── Data to examine ──

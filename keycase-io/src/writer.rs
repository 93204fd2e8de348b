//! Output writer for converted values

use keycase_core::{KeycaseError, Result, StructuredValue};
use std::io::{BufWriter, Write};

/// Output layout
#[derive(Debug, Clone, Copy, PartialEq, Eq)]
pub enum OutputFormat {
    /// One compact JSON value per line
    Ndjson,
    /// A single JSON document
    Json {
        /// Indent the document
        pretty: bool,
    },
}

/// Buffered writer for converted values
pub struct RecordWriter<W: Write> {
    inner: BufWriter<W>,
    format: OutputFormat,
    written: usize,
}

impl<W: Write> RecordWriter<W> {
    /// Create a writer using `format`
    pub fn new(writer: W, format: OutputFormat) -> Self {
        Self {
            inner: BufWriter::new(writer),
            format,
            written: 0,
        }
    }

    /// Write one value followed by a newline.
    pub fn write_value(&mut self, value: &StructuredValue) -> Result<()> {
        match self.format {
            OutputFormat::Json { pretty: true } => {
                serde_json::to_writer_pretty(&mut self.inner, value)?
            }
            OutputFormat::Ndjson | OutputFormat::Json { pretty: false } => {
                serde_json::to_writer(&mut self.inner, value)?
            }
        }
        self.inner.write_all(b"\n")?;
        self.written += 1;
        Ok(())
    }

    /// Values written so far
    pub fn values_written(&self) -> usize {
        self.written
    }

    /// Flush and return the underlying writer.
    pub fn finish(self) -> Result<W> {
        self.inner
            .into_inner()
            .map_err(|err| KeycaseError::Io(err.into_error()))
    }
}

───
── Data to examine ──

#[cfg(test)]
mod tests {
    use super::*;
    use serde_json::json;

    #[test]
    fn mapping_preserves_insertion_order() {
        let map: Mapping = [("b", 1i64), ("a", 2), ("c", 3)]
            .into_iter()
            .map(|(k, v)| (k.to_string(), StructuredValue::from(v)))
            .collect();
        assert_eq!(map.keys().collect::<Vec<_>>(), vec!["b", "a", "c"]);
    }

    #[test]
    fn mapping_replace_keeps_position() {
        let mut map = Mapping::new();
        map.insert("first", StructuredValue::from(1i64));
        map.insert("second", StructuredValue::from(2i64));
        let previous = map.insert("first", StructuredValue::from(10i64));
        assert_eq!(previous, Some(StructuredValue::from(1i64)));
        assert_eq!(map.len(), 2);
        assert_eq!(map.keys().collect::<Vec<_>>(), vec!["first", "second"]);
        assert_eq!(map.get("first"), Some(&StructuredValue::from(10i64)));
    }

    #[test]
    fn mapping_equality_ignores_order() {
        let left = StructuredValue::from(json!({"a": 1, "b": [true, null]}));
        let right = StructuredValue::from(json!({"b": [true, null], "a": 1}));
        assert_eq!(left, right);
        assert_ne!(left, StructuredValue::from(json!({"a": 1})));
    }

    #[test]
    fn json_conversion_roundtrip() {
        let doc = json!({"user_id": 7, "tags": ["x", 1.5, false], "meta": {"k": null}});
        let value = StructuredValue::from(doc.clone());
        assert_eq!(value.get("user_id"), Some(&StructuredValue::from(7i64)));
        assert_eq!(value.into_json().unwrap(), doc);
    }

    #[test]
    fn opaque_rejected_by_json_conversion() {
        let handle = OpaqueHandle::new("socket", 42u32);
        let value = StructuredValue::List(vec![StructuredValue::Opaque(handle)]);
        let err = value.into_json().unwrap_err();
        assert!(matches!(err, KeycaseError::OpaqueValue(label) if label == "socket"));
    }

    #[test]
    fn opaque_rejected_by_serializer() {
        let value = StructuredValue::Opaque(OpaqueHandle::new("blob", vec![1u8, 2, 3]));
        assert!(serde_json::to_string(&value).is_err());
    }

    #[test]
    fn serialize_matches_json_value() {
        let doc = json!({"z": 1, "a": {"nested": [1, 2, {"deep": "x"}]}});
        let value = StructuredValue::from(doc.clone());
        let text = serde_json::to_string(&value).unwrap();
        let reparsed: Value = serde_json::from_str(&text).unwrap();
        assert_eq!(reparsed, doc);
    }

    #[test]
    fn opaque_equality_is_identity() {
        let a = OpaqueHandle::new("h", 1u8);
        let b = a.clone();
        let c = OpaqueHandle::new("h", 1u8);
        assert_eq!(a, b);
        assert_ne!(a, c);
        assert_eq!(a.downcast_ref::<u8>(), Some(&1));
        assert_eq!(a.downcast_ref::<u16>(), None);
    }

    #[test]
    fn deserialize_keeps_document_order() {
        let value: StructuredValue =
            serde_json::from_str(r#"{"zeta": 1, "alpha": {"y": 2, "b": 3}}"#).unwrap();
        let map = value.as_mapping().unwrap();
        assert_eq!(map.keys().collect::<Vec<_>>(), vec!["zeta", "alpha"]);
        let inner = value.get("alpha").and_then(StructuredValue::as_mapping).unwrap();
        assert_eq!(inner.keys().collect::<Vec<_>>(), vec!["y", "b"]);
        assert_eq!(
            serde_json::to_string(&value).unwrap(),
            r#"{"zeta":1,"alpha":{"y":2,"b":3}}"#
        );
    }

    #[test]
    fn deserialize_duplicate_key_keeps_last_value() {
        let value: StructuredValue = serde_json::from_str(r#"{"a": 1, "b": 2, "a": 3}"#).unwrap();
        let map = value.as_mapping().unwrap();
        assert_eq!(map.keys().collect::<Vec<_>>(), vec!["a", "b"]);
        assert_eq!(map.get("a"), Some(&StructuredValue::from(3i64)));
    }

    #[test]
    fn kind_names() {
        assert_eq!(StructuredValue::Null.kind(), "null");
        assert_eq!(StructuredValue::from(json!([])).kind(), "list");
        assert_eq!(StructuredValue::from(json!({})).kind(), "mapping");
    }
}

───
── Data to examine ──

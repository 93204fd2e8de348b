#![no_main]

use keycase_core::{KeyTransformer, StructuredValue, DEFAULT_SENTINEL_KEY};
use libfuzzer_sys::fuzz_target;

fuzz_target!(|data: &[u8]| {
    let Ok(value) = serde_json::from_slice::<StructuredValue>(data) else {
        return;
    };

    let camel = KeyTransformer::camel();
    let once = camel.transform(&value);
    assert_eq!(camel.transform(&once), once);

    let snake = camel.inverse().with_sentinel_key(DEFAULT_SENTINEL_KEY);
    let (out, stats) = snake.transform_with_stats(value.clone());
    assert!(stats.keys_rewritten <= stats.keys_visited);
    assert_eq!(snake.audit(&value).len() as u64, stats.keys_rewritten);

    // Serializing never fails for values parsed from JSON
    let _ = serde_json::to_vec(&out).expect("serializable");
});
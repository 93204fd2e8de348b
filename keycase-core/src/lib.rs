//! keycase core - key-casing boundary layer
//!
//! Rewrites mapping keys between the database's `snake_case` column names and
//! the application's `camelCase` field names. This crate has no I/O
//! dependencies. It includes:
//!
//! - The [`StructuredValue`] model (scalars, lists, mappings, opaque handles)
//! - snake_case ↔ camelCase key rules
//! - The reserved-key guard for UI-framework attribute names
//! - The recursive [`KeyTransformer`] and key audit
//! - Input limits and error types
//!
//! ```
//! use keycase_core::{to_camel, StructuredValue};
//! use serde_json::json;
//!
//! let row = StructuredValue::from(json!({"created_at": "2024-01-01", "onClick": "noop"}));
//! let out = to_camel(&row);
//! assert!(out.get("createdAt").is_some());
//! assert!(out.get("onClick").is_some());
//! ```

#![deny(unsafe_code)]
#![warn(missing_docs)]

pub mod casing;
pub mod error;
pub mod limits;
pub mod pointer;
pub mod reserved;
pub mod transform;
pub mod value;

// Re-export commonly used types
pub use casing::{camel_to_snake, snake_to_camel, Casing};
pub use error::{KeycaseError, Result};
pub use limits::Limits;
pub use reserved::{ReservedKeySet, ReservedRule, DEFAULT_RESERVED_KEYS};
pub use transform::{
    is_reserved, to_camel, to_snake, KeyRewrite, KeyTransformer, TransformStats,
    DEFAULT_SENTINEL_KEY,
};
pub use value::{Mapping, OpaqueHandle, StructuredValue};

───

**Problem statement**. From the listing above, copy every line where the string "right" is found.

**Your solution**.
        let right = StructuredValue::from(json!({"b": [true, null], "a": 1}));
        assert_eq!(left, right);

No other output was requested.